YOUR OBJECTIVE
Beginning at the line that contains "pub fn success(data: T)" and ending at the last line of the records below, retype each line exactly and add nothing.

(Beginning of PROVIDED MATERIAL)

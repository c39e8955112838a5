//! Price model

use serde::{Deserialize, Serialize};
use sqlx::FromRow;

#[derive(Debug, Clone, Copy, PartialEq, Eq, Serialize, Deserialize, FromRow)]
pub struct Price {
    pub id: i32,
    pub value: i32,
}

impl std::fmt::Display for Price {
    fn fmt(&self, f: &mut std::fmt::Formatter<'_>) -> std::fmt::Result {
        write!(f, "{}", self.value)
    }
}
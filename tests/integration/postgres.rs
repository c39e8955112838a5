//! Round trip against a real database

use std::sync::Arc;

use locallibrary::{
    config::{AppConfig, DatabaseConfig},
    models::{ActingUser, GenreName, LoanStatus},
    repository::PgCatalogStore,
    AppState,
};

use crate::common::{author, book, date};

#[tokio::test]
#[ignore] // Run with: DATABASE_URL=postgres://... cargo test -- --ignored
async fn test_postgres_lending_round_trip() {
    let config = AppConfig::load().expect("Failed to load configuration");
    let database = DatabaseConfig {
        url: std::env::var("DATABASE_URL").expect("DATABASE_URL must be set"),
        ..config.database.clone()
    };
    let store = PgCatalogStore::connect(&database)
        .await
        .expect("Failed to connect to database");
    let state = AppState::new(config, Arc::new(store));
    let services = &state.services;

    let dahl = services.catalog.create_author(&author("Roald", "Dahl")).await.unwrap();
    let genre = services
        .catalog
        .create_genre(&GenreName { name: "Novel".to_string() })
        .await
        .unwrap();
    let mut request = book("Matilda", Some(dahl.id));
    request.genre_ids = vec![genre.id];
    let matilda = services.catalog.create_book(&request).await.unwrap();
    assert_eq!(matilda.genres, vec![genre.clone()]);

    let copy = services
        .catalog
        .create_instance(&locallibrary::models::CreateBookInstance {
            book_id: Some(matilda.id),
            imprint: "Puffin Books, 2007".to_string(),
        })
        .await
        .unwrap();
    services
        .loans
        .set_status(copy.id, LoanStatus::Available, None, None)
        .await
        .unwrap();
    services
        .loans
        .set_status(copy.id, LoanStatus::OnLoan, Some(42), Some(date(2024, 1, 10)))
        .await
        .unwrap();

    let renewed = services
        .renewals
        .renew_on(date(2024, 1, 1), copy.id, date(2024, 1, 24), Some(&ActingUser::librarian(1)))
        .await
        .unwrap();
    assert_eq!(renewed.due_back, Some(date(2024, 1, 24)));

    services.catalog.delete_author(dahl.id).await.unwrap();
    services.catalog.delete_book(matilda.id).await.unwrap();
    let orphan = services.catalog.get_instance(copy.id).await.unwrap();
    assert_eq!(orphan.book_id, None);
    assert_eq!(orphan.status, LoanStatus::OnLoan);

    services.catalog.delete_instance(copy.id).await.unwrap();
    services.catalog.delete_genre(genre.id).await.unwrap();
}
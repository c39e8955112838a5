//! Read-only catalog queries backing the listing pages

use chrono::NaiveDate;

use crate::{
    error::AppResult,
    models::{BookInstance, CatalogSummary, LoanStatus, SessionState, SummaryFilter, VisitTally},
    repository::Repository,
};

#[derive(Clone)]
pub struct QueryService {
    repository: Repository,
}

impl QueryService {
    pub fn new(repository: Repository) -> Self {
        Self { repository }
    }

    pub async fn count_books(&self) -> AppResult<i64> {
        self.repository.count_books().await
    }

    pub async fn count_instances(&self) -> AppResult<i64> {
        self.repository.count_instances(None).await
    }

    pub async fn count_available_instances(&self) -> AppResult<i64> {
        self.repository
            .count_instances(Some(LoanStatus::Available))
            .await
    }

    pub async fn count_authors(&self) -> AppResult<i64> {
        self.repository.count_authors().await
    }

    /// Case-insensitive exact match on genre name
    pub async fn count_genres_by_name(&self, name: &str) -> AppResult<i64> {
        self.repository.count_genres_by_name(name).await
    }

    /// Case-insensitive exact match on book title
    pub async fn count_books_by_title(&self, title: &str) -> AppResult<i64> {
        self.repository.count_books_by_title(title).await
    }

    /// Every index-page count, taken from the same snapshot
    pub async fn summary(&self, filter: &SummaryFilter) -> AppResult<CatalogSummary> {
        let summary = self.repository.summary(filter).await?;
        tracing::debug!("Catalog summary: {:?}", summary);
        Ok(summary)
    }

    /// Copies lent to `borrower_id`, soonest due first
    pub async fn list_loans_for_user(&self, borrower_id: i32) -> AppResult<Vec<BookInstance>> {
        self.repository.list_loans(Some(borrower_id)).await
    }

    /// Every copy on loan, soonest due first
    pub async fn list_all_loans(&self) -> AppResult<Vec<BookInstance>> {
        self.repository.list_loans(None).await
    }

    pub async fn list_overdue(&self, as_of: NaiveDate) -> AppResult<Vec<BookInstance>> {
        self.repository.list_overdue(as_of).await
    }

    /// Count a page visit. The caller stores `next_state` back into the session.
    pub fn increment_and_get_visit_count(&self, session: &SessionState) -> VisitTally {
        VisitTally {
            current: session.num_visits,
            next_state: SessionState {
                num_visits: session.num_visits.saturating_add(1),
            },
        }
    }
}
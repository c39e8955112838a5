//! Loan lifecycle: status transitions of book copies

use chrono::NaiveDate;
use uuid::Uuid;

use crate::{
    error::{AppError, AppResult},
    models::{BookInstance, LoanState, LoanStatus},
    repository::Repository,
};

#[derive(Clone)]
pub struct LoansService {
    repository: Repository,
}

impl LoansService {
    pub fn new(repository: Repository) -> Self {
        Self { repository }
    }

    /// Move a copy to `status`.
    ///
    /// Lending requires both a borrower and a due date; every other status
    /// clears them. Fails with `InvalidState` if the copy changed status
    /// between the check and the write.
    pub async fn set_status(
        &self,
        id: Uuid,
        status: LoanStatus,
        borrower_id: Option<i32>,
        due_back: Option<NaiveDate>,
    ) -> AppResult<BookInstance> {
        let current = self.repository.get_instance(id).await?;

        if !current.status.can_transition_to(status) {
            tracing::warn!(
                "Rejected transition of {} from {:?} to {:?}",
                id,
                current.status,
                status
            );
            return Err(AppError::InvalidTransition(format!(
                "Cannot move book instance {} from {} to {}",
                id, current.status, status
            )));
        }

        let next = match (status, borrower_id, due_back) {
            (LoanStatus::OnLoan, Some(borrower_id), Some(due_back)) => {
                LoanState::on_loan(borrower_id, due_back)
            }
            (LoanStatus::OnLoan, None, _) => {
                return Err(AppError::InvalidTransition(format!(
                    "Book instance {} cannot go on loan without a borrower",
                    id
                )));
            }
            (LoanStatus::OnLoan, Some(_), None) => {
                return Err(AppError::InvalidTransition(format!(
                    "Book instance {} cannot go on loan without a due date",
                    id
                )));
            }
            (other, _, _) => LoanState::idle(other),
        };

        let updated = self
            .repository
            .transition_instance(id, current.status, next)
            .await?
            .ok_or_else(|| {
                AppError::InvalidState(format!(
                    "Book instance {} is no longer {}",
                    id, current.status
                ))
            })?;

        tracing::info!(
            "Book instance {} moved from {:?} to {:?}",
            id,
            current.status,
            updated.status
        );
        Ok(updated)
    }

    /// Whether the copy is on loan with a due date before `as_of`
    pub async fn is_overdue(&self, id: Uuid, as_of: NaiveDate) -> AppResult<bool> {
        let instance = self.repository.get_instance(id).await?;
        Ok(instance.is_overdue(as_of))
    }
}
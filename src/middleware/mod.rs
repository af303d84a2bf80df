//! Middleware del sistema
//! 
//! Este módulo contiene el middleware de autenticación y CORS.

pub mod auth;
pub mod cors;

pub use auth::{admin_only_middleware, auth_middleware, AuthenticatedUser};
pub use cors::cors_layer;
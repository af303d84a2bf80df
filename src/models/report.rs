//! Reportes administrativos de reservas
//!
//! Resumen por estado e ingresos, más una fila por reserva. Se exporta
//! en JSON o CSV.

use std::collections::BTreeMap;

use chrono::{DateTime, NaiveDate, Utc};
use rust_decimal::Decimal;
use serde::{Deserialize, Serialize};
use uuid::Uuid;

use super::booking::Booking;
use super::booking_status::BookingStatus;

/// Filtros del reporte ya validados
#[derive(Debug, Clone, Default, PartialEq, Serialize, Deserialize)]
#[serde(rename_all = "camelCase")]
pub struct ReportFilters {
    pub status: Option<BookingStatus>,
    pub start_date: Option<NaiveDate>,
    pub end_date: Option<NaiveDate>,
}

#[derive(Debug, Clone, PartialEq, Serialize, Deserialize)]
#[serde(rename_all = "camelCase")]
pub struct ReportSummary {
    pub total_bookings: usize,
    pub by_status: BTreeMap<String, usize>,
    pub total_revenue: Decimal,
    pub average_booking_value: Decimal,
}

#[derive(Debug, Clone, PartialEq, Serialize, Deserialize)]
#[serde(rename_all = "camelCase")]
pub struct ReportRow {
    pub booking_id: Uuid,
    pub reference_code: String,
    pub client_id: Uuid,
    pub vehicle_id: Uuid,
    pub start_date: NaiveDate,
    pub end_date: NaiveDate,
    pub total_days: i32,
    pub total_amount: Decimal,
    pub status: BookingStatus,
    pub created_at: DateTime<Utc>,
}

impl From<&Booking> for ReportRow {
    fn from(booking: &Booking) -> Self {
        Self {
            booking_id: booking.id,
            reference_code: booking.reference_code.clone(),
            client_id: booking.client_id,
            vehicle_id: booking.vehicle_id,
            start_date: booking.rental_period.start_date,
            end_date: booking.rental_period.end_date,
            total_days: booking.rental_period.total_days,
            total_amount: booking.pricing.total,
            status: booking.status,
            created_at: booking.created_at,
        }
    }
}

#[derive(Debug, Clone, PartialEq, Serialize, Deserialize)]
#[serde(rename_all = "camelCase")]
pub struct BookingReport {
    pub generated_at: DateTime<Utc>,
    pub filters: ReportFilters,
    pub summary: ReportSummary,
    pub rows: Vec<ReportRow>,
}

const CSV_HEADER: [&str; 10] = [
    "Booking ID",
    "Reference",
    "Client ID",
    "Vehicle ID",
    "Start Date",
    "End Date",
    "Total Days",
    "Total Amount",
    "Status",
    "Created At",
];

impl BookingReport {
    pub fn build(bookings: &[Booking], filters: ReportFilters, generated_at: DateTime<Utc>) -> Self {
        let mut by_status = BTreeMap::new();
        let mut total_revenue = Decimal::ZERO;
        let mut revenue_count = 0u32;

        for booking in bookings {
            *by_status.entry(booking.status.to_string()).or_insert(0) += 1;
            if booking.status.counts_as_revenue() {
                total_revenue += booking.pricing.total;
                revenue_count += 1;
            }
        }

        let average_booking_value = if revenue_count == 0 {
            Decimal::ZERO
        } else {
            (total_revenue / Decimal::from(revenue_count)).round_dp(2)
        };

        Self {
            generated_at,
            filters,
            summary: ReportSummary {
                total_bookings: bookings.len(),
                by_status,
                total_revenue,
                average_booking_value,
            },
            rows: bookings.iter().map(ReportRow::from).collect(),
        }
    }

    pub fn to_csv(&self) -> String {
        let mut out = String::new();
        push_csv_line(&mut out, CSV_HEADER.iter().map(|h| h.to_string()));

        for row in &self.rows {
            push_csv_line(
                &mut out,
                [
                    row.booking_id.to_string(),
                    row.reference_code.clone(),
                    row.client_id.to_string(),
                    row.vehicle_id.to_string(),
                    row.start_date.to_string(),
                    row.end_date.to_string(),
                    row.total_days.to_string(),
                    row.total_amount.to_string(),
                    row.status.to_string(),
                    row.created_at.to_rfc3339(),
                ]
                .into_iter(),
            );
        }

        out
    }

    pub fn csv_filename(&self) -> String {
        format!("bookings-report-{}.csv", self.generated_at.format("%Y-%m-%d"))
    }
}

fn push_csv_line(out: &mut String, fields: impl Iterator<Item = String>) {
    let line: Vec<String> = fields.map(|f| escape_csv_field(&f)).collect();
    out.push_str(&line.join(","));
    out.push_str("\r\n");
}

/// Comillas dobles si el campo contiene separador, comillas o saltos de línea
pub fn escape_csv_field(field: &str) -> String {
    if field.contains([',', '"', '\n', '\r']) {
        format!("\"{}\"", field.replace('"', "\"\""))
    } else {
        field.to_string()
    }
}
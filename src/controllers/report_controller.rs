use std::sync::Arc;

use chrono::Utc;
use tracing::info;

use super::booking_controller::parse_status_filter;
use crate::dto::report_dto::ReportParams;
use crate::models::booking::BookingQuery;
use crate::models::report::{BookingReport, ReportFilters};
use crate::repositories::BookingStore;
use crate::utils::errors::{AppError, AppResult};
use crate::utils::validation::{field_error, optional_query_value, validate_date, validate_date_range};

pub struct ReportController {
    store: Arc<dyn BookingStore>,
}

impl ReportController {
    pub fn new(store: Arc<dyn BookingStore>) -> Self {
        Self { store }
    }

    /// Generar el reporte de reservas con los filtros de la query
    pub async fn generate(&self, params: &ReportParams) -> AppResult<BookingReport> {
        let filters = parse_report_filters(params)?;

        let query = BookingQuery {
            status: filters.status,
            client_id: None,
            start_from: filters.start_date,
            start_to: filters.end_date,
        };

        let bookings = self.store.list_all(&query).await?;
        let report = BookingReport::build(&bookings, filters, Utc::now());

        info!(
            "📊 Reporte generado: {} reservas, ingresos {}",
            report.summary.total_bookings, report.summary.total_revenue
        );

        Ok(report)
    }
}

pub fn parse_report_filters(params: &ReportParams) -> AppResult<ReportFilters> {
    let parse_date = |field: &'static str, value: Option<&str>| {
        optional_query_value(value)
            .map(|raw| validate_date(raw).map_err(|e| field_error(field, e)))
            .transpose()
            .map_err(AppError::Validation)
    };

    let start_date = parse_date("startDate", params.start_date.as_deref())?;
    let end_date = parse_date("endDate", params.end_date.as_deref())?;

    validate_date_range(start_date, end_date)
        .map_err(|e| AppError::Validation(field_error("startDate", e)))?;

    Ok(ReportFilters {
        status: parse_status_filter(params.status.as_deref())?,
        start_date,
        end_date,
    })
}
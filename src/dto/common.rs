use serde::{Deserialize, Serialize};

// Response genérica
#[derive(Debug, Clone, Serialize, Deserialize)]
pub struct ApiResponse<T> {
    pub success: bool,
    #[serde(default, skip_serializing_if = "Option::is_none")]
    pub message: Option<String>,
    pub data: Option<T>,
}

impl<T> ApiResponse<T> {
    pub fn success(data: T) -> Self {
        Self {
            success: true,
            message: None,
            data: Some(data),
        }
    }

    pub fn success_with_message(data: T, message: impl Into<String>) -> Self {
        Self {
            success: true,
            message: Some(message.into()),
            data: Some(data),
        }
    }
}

(End of PROVIDED MATERIAL)

WORKED SOLUTION
    pub fn success(data: T) -> Self {
        Self {
            success: true,
            message: None,
            data: Some(data),
        }
    }

    pub fn success_with_message(data: T, message: impl Into<String>) -> Self {
        Self {
            success: true,
            message: Some(message.into()),
            data: Some(data),
        }
    }
}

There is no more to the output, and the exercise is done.